だから思い悩み、この疑問をそっと心の奥に仕舞い込む。少なくともこの場において恋について聞くことは無粋であり、隣の少女に良い思いをさせないと思ったから、心の奥底に仕舞い込むことにした。
だが、彼女の前ではその気遣いは無意味であった。
「その顔は……感動こそしたものの表現、というよりは感情の描写に一部理解できない部分があった。といった感じですよね?」
育つ中で培った観察眼。心を読みながらより良い結果を手繰り寄せる処世術の前では、隠した気遣いは最早ショーケースに入れられてるも同然であった。
「え、いや……そうでもあるのですが……。」
「いえ!初見の反応というのは得難いもの、それを否定したりなどはできませんわ。
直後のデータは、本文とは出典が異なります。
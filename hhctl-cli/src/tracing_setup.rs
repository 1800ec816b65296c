//! Tracing setup for the hhctl CLI
//!
//! Usage:
//!   hhctl --debug ...              # Debug logging to stderr
//!   RUST_LOG=hhctl_core=debug hhctl  # Fine-grained log control
//!
//! Logs always go to stderr so stdout carries only command output.

use anyhow::{anyhow, Result};
use tracing_subscriber::EnvFilter;

/// Tracing configuration options
#[derive(Debug, Clone, Default)]
pub struct TracingConfig {
    /// Enable debug logging (default filter becomes `debug` unless RUST_LOG is set)
    pub debug: bool,
}

pub fn init(config: &TracingConfig) -> Result<()> {
    let default_level = if config.debug { "debug" } else { "info" };
    let filter =
        EnvFilter::try_from_default_env().unwrap_or_else(|_| EnvFilter::new(default_level));

    tracing_subscriber::fmt()
        .with_env_filter(filter)
        .with_target(config.debug) // Show targets in debug mode
        .with_writer(std::io::stderr)
        .compact()
        .try_init()
        .map_err(|err| anyhow!(err))
}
それに、知らなかったのならそれは仕方のないことではありませんの?」
「でも……そのうちあなたなら自分で気づくと思いますわ。そしたら、この物語をまたいっそう深く理解するでしょう。」
「え……?理解するって……。」
「私にはわかります。あなた、今まさに恋をしていますわ!」
彼女の言葉に呆気に取られる。自分の理解できなかった恋慕という感情、それは今まさに自分が抱いている感情の正体の一つだと告げられた。思わぬ形で、彼女は答えに辿り着いてしまったのだ。
「不安かもしれませんが安心なさい!なぜなら……。」
「私こそ、恋を知り尽くした。恋の伝道師であり、王国の誰よりも恋を叶えた、恋愛マスターなのですから!」
再度、マリは呆気に取られる。
♦︎
オードブル、スープ、魚料理。フレンチのコースがどんどんと配られていく。どれも口に入れただけで一級品とわかるような、最上級のものばかりだ。
「ところで、少々良いかい?」
「え、良いけどどうしたのそんな改まった顔で。真面目な話?」
王様……クロノがやけに神妙な面持ちで話しかける。なんだ?もしかしてテーブルマナーとかがなってなかったとかか……?
「大精霊の巫女について、少し話しておきたい。私の妹やレイシャさんに関わることだ。食べながらで良いから聞いていてくれ。」
そう言って、食器を置いて彼は話し始める。運ばれてきたシャーベットを掬いながら、彼の話に耳を傾ける。
「大精霊の巫女は契約を通じ、貢物を捧げる代わりに強大な力を得る。貢物といっても形ある物でなく、何かもっと個人にとって重要の物であることが多い。」
「例えばレイシャさんは魔力と、それを溜め込む素質を捧げた。そのせいで魔法は使えないし、大精霊の力なんて使ったら簡単に生死の境目を彷徨うことになる。」
生死の境目か……。レイシャが話さなかったのも理解できた。そんなこと話したら俺たちはきっと心配するし、使わないように強く言うだろう。というか再開し次第すぐに使うなって言うだろう。
「正直レイシャさんの貢物は今まで見た中で最悪ってくらいのものだ。前例も無いし彼女を真似するような者もいない。それくらいしか失っても良いものが無かったのか、はたまたそれを失うことを望まれたのか。」
「兎も角、彼女のように大事なものを犠牲に彼らの力を得るのが大精霊の巫女だ。それは、妹も例外ではない。」
「じゃあ……妹は何を失ったの…………?」
食べる手がとっくに止まっていた佳澄が恐る恐る聞く。王ではなく一人の兄が、眉間に皺を寄せ口を開く。
「メフィは運命を奪われた。あいつは恋することができない。」
「────なにそれ。」
「な……どういうことだ?」
運命を捧げたではなく奪われただと?というか恋することができないって……。そんなの感情を奪われたようなものじゃないのか?
「あいつは、誰かを好きになることがあっても親愛にしかならない。酷い話だろ、あいつは恋愛小説が大好きだってのに、必要に駆られてなった職のせいで、恋愛も失恋も許されないんだ。」
「この話をすることに意味は無いかもしれないが、お前たちは知っておくべきだろう。だから、話した。食事が不味くなってしまったなら、すまない。」
悲痛な彼の顔が、酷いほど目に焼きついた。